→ **WHAT TO PRODUCE**
Each line in the records that mentions the word "host" needs to be listed.

━━━━━ RECORD EXCERPTS ━━━━━

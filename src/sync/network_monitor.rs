//! # Network Monitor
//!
//! Connectivity detection for the sync manager.
//!
//! A [`ConnectivitySource`] publishes the current online flag through a
//! `watch` channel, so the manager sees every transition edge (coalesced to
//! the latest value) without polling.
//!
//! - [`ManualConnectivity`]: driven by the host, e.g. OS or browser events
//! - [`ProbeConnectivity`]: polls a URL and treats any HTTP response as online

use std::sync::Mutex;
use std::time::Duration;

use reqwest::{Client, Url};
use tokio::sync::watch;
use tokio::task::JoinHandle;

use crate::shared::config::{AppConfig, ConfigError};

/// Source of online/offline transitions
pub trait ConnectivitySource: Send + Sync {
    /// Connectivity right now
    fn current(&self) -> bool;

    /// Receiver notified on every change
    fn subscribe(&self) -> watch::Receiver<bool>;
}

/// Connectivity flipped explicitly by the host application
#[derive(Debug)]
pub struct ManualConnectivity {
    tx: watch::Sender<bool>,
}

impl ManualConnectivity {
    /// Start in the given state
    pub fn new(online: bool) -> Self {
        let (tx, _) = watch::channel(online);
        Self { tx }
    }

    /// Report a connectivity change; repeated values are ignored
    pub fn set_online(&self, online: bool) {
        let changed = self.tx.send_if_modified(|current| {
            let changed = *current != online;
            *current = online;
            changed
        });
        if changed {
            tracing::debug!(online, "Connectivity changed");
        }
    }
}

impl ConnectivitySource for ManualConnectivity {
    fn current(&self) -> bool {
        *self.tx.borrow()
    }

    fn subscribe(&self) -> watch::Receiver<bool> {
        self.tx.subscribe()
    }
}

/// Connectivity derived from periodically probing an HTTP endpoint
#[derive(Debug)]
pub struct ProbeConnectivity {
    client: Client,
    url: Url,
    interval: Duration,
    tx: watch::Sender<bool>,
    task: Mutex<Option<JoinHandle<()>>>,
}

impl ProbeConnectivity {
    /// Build a probe; it assumes online until the first probe says otherwise.
    ///
    /// # Errors
    ///
    /// Returns an error when the reqwest client cannot be constructed.
    pub fn new(url: Url, interval: Duration, timeout: Duration) -> Result<Self, reqwest::Error> {
        let client = Client::builder().timeout(timeout).build()?;
        let (tx, _) = watch::channel(true);
        Ok(Self {
            client,
            url,
            interval,
            tx,
            task: Mutex::new(None),
        })
    }

    /// Probe `probe_url`, falling back to the backend URL.
    ///
    /// # Errors
    ///
    /// Fails when neither URL is configured or the URL cannot be parsed.
    pub fn from_config(config: &AppConfig) -> Result<Self, ConfigError> {
        let raw = config
            .probe_url
            .as_deref()
            .or(config.server_url.as_deref())
            .ok_or(ConfigError::MissingValue("probe_url"))?;
        let url = Url::parse(raw).map_err(|_| ConfigError::InvalidUrl(raw.to_string()))?;
        Self::new(url, config.probe_interval, config.request_timeout).map_err(|e| {
            ConfigError::InvalidValue {
                key: "request_timeout",
                value: e.to_string(),
            }
        })
    }

    /// Run one probe and publish the result
    pub async fn probe_once(&self) -> bool {
        let online = probe(&self.client, &self.url).await;
        publish(&self.tx, online);
        online
    }

    /// Start polling in the background. Calling it again is a no-op.
    pub fn start(&self) {
        let mut task = self.task.lock().unwrap_or_else(std::sync::PoisonError::into_inner);
        if task.is_some() {
            return;
        }

        let client = self.client.clone();
        let url = self.url.clone();
        let tx = self.tx.clone();
        let mut ticker = tokio::time::interval(self.interval);
        ticker.set_missed_tick_behavior(tokio::time::MissedTickBehavior::Skip);

        tracing::info!("Probing connectivity at {} every {:?}", self.url, self.interval);
        *task = Some(tokio::spawn(async move {
            loop {
                ticker.tick().await;
                let online = probe(&client, &url).await;
                publish(&tx, online);
            }
        }));
    }

    /// Stop background polling
    pub fn stop(&self) {
        let task = self
            .task
            .lock()
            .unwrap_or_else(std::sync::PoisonError::into_inner)
            .take();
        if let Some(task) = task {
            task.abort();
        }
    }
}

impl Drop for ProbeConnectivity {
    fn drop(&mut self) {
        self.stop();
    }
}

impl ConnectivitySource for ProbeConnectivity {
    fn current(&self) -> bool {
        *self.tx.borrow()
    }

    fn subscribe(&self) -> watch::Receiver<bool> {
        self.tx.subscribe()
    }
}

/// Any HTTP response proves the network path works; only transport errors count as offline
async fn probe(client: &Client, url: &Url) -> bool {
    match client.head(url.clone()).send().await {
        Ok(_) => true,
        Err(error) => {
            tracing::debug!("Connectivity probe failed: {}", error);
            false
        }
    }
}

fn publish(tx: &watch::Sender<bool>, online: bool) {
    let changed = tx.send_if_modified(|current| {
        let changed = *current != online;
        *current = online;
        changed
    });
    if changed {
        if online {
            tracing::info!("Connectivity probe: online");
        } else {
            tracing::warn!("Connectivity probe: offline");
        }
    }
}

━━━━━

→ **TASK SOLUTION**
//! - [`ManualConnectivity`]: driven by the host, e.g. OS or browser events
/// Connectivity flipped explicitly by the host application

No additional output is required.